- _Your assignment_
Read through the listing below and return only the lines containing "layouts".

- _Dataset_

* * * * *

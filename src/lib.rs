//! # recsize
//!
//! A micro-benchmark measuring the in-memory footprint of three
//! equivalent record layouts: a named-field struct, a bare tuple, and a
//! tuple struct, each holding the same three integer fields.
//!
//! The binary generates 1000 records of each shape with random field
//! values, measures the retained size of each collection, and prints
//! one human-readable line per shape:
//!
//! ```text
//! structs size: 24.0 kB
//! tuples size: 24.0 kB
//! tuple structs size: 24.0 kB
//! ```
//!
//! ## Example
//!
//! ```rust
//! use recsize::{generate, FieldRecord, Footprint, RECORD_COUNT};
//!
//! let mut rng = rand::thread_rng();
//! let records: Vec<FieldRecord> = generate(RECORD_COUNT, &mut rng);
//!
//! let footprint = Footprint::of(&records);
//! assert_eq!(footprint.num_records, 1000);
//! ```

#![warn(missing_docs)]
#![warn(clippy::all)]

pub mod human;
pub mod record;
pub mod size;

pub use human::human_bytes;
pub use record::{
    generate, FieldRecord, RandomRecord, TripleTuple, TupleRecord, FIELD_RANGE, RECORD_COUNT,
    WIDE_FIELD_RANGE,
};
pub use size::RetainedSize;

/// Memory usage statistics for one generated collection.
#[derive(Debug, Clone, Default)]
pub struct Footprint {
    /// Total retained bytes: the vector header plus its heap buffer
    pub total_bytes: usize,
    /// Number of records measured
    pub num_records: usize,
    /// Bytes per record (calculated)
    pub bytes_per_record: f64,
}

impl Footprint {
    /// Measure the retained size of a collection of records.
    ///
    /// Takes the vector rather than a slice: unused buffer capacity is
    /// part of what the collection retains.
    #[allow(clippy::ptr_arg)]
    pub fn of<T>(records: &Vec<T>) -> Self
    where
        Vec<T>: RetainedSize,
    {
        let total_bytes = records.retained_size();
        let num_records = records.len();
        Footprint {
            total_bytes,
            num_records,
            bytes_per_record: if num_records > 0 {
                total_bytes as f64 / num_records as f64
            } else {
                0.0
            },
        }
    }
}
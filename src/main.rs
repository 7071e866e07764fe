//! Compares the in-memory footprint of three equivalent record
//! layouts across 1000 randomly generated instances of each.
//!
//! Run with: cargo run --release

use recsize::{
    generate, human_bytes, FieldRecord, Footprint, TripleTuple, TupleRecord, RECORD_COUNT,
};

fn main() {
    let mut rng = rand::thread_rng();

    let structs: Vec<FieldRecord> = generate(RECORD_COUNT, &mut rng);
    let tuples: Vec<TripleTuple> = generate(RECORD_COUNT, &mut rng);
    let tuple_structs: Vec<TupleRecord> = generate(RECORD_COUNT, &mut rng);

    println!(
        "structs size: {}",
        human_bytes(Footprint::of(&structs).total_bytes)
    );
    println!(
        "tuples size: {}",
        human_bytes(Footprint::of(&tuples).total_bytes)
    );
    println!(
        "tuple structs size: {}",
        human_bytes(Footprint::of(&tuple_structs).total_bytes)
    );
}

* * * * *

- _Result_
//! equivalent record layouts: a named-field struct, a bare tuple, and a
//! layouts across 1000 randomly generated instances of each.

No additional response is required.